*** Block opens ***

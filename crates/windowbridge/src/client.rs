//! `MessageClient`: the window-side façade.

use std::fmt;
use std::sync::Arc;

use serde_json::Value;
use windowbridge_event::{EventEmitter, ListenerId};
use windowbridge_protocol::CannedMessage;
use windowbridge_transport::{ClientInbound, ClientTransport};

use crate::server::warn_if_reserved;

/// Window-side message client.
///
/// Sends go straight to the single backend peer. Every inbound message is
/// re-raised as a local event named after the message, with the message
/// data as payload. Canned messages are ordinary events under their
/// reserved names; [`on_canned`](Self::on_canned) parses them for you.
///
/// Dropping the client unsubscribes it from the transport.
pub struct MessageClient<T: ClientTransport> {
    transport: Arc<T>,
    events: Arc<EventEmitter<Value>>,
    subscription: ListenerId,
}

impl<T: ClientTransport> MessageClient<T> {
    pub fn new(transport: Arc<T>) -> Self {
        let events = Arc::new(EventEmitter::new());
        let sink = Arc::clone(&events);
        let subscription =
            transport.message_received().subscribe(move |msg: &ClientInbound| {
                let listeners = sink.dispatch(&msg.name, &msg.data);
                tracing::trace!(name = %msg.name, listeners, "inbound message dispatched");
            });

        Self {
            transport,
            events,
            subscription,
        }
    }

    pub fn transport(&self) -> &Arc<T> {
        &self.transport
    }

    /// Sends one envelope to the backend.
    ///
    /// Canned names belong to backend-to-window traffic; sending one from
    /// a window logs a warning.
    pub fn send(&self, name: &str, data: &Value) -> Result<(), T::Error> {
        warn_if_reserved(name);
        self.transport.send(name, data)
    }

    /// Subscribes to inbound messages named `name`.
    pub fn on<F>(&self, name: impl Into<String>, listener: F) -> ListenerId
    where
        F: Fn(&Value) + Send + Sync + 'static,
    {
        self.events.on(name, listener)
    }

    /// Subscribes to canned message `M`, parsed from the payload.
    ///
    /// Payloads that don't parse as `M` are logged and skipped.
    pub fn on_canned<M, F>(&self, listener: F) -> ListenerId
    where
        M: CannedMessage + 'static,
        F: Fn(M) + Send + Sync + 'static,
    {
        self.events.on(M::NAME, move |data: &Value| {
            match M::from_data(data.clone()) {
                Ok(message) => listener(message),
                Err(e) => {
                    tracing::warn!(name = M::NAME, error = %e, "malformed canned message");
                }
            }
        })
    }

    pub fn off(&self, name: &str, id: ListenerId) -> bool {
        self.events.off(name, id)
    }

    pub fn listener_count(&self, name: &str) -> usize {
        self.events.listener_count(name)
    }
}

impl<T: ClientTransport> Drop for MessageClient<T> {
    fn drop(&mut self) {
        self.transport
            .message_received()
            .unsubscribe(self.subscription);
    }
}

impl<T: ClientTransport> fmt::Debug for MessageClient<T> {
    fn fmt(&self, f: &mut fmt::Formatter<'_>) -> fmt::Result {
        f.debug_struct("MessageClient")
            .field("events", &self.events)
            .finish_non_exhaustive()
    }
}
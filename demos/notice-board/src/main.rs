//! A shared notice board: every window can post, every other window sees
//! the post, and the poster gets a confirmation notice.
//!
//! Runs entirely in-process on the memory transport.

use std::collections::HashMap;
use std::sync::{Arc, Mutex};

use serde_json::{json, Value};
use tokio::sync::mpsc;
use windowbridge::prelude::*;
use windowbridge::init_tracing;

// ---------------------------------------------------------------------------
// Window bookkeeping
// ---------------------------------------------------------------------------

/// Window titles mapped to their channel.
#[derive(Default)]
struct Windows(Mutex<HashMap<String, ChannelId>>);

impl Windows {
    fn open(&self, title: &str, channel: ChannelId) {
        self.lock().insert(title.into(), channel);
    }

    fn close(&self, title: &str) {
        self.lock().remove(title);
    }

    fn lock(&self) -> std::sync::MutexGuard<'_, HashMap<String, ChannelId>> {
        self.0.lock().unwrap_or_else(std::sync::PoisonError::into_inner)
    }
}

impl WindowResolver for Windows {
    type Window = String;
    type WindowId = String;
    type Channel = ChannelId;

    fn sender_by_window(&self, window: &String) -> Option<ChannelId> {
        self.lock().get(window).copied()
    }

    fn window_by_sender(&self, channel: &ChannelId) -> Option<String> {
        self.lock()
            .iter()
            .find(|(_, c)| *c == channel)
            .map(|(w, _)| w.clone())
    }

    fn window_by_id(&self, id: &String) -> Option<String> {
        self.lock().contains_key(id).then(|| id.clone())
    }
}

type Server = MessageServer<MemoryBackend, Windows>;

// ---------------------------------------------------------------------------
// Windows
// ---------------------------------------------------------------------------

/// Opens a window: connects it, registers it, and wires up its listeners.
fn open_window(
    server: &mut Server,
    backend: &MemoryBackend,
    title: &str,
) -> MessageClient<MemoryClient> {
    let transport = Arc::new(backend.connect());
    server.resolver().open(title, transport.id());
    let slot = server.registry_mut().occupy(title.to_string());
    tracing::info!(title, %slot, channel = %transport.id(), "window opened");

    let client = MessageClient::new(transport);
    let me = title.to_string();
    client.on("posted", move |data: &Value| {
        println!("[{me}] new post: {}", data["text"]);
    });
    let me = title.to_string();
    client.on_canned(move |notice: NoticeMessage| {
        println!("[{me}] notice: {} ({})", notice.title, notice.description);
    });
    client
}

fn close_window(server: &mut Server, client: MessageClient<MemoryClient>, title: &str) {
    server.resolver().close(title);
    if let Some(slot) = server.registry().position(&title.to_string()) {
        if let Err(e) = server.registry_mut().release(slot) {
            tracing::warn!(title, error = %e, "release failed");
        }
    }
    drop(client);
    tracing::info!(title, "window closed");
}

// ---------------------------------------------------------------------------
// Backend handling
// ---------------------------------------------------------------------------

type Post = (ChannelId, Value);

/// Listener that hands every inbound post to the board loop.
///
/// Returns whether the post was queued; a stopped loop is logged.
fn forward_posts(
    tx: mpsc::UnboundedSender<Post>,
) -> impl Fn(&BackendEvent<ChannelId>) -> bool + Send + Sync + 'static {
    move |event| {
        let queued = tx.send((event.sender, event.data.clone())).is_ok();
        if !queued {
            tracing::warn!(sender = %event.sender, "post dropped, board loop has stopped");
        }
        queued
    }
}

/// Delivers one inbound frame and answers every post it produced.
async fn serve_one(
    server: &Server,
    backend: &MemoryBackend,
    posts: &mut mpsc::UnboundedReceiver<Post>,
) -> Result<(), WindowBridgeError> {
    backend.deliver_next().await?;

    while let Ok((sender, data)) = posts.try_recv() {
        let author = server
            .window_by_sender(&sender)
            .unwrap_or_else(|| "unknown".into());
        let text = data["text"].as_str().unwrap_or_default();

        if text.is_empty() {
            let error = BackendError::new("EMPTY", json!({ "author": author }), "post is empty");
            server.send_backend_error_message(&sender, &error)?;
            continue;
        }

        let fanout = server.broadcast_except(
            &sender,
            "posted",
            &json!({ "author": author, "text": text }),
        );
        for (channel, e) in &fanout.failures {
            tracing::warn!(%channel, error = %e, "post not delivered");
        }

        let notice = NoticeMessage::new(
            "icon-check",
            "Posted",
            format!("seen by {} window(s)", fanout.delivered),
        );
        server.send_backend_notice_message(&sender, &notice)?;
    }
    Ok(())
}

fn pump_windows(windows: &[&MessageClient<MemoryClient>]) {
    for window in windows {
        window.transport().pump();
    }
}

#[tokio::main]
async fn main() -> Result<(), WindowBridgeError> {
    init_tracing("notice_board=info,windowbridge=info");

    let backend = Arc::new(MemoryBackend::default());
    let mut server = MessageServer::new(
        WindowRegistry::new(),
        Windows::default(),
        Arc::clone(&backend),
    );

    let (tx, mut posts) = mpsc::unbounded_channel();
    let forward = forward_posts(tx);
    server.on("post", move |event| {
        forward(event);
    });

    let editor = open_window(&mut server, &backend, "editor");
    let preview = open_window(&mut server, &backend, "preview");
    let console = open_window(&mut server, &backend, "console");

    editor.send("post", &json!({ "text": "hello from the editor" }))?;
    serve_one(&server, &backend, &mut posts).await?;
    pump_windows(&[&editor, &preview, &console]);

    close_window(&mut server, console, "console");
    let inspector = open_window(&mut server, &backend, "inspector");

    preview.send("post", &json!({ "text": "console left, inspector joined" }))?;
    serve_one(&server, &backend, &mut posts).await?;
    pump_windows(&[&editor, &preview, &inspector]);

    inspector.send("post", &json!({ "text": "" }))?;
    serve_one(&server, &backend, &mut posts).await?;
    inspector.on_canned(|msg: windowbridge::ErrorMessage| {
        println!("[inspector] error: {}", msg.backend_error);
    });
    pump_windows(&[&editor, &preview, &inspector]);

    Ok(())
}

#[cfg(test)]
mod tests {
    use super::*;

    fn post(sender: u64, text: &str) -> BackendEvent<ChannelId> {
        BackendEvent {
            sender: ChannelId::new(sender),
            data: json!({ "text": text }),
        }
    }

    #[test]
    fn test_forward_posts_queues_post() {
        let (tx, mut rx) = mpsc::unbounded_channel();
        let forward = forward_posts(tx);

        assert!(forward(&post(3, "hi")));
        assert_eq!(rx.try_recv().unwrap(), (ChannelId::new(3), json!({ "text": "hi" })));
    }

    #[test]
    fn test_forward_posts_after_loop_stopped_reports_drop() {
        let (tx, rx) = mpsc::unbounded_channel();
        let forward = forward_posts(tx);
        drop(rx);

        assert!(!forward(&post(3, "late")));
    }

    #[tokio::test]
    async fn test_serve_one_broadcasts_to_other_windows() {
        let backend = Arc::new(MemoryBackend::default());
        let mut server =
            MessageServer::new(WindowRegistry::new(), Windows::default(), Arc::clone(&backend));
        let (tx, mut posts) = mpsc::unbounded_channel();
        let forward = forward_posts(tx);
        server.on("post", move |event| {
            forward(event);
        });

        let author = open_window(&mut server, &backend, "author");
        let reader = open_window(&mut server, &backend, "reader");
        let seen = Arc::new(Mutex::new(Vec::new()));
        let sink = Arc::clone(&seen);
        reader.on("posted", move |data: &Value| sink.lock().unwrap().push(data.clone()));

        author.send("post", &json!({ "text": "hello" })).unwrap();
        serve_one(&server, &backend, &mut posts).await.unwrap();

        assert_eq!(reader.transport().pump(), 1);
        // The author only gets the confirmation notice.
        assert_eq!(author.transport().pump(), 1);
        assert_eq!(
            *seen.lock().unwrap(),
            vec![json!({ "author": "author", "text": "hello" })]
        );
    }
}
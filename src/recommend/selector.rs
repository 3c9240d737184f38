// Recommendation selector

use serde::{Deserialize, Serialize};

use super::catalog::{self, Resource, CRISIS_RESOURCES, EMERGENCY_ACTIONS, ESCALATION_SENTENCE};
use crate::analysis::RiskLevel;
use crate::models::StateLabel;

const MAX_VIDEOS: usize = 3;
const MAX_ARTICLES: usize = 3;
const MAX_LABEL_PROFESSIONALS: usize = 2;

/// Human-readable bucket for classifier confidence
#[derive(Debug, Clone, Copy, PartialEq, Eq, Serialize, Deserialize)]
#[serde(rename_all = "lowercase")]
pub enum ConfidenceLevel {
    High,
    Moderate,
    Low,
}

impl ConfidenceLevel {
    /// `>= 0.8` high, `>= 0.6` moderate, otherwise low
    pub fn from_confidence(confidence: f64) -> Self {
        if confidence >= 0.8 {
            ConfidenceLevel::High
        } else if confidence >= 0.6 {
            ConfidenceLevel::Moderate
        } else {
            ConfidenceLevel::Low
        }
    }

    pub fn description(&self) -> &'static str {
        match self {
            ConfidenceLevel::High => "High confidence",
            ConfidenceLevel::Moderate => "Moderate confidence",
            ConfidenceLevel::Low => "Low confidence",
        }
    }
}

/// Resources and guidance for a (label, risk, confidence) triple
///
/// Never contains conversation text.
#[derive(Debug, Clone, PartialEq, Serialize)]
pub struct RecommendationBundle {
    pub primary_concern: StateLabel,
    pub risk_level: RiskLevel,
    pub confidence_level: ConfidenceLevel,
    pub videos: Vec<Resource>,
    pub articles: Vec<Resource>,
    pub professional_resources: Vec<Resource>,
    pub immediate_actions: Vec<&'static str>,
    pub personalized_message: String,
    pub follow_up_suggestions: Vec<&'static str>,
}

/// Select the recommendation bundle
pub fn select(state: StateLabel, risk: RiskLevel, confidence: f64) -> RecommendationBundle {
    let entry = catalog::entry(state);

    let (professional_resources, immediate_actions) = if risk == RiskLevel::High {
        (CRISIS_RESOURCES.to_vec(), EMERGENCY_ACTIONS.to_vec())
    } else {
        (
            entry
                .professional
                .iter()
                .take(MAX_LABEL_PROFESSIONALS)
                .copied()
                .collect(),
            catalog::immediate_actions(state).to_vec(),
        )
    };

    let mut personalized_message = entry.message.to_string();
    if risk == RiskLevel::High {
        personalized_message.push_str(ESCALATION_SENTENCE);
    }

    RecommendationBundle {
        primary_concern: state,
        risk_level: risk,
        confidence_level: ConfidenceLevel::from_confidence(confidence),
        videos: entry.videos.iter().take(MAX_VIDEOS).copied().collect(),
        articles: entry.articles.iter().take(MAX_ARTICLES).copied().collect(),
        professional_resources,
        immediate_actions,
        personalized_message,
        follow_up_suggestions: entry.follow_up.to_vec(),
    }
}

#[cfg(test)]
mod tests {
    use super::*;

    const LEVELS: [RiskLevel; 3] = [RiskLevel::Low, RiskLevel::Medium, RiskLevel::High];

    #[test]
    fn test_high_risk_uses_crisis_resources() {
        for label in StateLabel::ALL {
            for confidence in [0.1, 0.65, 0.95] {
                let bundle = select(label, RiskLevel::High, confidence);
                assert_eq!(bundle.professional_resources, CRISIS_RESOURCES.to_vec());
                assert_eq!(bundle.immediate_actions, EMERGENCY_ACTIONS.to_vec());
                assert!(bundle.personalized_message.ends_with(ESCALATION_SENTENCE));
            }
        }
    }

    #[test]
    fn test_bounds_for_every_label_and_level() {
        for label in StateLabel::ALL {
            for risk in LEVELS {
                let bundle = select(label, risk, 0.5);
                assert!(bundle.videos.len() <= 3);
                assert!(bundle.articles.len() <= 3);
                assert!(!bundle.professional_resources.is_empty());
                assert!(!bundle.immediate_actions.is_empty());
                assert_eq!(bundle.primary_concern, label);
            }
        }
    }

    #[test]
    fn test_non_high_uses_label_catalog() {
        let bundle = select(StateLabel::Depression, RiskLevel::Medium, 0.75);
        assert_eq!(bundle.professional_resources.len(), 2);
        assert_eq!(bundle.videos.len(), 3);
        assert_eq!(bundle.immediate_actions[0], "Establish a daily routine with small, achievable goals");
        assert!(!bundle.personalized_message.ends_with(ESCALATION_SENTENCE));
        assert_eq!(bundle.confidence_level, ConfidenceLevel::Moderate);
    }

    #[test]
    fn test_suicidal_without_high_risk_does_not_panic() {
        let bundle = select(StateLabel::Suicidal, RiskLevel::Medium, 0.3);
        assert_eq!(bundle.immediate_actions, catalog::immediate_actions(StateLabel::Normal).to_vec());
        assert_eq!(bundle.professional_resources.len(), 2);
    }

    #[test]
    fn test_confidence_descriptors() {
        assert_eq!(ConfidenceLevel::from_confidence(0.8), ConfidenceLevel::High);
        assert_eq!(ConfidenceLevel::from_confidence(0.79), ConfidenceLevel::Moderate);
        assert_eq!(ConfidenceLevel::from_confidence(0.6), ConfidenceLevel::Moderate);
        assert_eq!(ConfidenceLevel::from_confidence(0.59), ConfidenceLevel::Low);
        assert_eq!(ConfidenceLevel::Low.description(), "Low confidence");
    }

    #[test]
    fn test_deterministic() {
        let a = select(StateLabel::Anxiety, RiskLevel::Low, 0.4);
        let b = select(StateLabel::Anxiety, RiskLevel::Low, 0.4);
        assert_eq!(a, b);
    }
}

*** Block closes ***

- _Assigned task_
Copy the lines of the entries above that mention "Serialize".

- _Reply_
use serde::{Deserialize, Serialize};
#[derive(Debug, Clone, Copy, PartialEq, Eq, Serialize, Deserialize)]
#[derive(Debug, Clone, PartialEq, Serialize)]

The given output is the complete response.